> _What you should do_
From the entries that follow, reproduce exactly and only the lines from the line with "the group direction." to the line with "let arena = Arena::new(ARENA_WIDTH, ARENA_HEIGHT);", endpoints included.

---- Given data

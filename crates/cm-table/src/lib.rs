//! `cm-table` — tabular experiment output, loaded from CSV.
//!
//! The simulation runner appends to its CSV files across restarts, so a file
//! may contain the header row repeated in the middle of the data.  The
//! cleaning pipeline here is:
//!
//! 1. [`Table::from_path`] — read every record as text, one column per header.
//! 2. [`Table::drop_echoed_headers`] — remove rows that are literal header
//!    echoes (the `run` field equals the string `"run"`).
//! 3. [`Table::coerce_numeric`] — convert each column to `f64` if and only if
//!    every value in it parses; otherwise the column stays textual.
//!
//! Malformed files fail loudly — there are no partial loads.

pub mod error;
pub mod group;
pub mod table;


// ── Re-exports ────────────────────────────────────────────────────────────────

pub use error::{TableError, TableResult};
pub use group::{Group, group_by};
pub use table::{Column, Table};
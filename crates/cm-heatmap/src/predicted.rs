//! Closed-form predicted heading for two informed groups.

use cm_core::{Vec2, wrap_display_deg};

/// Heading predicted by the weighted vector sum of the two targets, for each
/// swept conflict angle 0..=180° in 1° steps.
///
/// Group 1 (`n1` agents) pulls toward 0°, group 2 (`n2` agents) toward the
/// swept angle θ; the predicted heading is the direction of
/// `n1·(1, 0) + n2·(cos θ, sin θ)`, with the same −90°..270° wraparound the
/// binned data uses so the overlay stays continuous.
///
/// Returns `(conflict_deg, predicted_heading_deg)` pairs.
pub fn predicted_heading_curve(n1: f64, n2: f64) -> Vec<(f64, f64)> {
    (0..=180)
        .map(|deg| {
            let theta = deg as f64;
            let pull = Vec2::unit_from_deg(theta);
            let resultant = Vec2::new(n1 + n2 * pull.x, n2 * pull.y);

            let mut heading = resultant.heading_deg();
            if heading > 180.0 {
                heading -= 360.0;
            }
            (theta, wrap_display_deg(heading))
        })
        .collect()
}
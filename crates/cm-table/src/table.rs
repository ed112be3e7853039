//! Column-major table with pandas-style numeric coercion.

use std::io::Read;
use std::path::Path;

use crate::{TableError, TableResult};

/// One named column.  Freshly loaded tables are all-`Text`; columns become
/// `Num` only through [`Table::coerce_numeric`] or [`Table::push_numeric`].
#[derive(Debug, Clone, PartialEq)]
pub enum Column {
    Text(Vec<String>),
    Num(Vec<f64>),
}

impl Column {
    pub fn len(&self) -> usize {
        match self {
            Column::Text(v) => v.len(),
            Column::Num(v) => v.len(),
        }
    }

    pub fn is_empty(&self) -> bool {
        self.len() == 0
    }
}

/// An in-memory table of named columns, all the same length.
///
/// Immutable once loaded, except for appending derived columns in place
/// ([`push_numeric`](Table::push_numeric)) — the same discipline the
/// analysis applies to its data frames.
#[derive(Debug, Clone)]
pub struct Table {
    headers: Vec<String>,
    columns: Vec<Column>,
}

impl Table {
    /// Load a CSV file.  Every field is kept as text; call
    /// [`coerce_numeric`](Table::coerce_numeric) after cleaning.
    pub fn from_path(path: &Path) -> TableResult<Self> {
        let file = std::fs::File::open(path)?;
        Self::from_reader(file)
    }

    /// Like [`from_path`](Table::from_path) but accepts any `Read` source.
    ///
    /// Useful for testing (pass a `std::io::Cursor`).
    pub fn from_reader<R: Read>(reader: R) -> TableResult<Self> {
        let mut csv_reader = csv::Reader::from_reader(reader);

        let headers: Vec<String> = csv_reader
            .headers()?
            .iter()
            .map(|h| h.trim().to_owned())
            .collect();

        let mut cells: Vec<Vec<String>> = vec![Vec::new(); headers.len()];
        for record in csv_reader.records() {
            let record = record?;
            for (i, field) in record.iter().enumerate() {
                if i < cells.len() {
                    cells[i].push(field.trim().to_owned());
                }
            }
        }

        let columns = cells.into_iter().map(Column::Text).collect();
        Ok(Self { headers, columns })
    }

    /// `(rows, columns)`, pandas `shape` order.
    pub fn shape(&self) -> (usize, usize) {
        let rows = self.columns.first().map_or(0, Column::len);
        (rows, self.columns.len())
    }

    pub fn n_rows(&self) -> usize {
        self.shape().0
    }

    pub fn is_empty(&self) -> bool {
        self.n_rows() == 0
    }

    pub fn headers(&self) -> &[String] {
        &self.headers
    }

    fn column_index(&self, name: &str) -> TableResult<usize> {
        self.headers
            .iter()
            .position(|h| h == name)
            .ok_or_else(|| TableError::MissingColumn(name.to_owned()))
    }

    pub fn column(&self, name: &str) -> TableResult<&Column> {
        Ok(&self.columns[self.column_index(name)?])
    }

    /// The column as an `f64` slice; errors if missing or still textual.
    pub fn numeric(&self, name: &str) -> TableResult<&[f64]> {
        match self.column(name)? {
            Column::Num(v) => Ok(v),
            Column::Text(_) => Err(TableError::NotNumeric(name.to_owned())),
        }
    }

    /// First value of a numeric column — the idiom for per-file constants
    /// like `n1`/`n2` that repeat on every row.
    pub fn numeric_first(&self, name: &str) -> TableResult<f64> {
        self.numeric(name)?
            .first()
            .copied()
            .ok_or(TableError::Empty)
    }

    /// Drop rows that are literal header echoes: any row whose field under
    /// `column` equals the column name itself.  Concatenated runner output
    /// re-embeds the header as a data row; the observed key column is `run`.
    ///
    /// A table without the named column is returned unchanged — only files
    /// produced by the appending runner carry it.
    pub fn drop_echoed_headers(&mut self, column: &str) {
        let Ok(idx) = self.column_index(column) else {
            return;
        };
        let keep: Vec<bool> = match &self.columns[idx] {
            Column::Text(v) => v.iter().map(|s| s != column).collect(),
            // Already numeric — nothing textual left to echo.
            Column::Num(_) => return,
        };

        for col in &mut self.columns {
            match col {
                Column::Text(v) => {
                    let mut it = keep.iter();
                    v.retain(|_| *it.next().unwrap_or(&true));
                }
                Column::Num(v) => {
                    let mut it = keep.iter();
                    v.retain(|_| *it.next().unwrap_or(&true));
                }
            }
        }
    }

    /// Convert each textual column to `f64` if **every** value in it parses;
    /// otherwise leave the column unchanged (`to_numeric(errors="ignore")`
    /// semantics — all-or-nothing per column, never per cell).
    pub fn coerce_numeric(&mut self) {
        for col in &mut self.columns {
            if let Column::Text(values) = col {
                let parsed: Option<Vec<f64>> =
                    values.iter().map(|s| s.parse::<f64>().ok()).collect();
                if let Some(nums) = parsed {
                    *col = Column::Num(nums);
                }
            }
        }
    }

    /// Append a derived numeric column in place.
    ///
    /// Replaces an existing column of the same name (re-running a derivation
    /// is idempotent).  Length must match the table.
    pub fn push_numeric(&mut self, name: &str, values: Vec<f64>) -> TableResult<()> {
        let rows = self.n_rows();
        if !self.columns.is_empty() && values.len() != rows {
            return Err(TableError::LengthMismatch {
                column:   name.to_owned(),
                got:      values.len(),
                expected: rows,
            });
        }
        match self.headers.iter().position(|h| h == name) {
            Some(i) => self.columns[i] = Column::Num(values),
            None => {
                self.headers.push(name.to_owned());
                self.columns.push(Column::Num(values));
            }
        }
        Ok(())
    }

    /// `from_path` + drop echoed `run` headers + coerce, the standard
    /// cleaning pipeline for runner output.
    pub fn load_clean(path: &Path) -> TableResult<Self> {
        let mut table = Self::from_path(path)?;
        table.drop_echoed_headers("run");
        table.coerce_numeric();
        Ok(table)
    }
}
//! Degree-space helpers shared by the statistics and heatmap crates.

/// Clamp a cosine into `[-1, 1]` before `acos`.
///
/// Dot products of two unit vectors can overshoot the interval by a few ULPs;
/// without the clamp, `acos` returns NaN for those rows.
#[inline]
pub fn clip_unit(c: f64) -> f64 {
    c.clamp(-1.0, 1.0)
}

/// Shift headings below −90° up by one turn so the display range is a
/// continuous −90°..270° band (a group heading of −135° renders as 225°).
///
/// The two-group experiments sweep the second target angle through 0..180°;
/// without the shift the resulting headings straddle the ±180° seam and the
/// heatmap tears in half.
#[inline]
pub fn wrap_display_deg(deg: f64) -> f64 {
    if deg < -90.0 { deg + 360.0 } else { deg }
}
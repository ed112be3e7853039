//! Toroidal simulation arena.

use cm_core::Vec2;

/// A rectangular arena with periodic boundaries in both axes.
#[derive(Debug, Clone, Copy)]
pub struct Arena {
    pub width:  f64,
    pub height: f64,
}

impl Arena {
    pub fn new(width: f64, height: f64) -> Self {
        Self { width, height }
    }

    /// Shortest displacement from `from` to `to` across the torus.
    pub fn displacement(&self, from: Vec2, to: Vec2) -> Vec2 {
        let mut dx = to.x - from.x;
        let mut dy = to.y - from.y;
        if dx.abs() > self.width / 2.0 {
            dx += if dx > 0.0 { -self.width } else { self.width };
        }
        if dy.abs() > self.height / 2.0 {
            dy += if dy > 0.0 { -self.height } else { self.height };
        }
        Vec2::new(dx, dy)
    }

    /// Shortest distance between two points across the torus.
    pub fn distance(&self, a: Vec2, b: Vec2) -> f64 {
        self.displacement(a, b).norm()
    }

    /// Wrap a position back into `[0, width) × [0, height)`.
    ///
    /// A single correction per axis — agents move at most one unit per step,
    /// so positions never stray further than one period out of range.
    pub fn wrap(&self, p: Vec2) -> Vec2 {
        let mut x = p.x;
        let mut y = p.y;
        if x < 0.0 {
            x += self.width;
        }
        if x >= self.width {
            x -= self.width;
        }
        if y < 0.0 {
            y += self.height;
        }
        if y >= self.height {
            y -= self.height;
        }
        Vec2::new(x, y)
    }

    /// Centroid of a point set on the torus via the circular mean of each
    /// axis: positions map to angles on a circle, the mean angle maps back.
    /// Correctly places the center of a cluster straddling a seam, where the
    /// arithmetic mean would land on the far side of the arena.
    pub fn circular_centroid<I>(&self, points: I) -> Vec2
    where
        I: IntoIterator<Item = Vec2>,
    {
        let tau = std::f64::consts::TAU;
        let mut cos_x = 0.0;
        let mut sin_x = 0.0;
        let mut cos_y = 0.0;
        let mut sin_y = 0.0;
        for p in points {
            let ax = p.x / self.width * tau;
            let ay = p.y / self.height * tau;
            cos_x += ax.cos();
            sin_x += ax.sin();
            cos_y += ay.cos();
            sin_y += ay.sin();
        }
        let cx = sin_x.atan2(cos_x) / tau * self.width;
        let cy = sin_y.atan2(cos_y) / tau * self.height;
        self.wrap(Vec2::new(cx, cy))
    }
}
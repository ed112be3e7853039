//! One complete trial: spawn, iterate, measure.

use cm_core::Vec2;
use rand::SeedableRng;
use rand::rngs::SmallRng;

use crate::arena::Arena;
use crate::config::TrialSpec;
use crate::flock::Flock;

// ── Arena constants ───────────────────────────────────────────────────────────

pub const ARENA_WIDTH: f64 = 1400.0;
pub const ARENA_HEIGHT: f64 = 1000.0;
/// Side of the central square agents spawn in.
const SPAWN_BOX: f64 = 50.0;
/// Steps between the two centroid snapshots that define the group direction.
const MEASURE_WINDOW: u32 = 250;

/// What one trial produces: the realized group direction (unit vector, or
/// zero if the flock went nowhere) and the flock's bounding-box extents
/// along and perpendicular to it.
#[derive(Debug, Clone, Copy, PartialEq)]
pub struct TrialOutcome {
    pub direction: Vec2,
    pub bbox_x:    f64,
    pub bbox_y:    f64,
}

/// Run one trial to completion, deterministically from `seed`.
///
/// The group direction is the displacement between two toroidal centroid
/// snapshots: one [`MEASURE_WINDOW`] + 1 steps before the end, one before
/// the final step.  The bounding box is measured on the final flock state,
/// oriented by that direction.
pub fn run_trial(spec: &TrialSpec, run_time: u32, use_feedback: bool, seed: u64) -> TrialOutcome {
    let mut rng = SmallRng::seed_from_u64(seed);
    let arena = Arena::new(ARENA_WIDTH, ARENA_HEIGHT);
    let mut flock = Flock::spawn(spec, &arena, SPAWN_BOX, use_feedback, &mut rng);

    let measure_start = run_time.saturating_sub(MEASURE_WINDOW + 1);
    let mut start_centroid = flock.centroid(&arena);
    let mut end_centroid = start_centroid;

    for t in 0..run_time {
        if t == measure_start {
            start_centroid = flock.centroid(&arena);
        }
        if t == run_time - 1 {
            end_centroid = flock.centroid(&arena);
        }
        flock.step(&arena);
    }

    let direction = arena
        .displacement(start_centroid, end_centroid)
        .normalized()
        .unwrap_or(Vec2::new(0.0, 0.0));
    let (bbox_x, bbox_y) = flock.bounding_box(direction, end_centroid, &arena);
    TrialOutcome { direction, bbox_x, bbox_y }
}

--------

> _Answer to this task_
/// Steps between the two centroid snapshots that define the group direction.
const MEASURE_WINDOW: u32 = 250;

/// What one trial produces: the realized group direction (unit vector, or
/// zero if the flock went nowhere) and the flock's bounding-box extents
/// along and perpendicular to it.
#[derive(Debug, Clone, Copy, PartialEq)]
pub struct TrialOutcome {
    pub direction: Vec2,
    pub bbox_x:    f64,
    pub bbox_y:    f64,
}

/// Run one trial to completion, deterministically from `seed`.
///
/// The group direction is the displacement between two toroidal centroid
/// snapshots: one [`MEASURE_WINDOW`] + 1 steps before the end, one before
/// the final step.  The bounding box is measured on the final flock state,
/// oriented by that direction.
pub fn run_trial(spec: &TrialSpec, run_time: u32, use_feedback: bool, seed: u64) -> TrialOutcome {
    let mut rng = SmallRng::seed_from_u64(seed);
    let arena = Arena::new(ARENA_WIDTH, ARENA_HEIGHT);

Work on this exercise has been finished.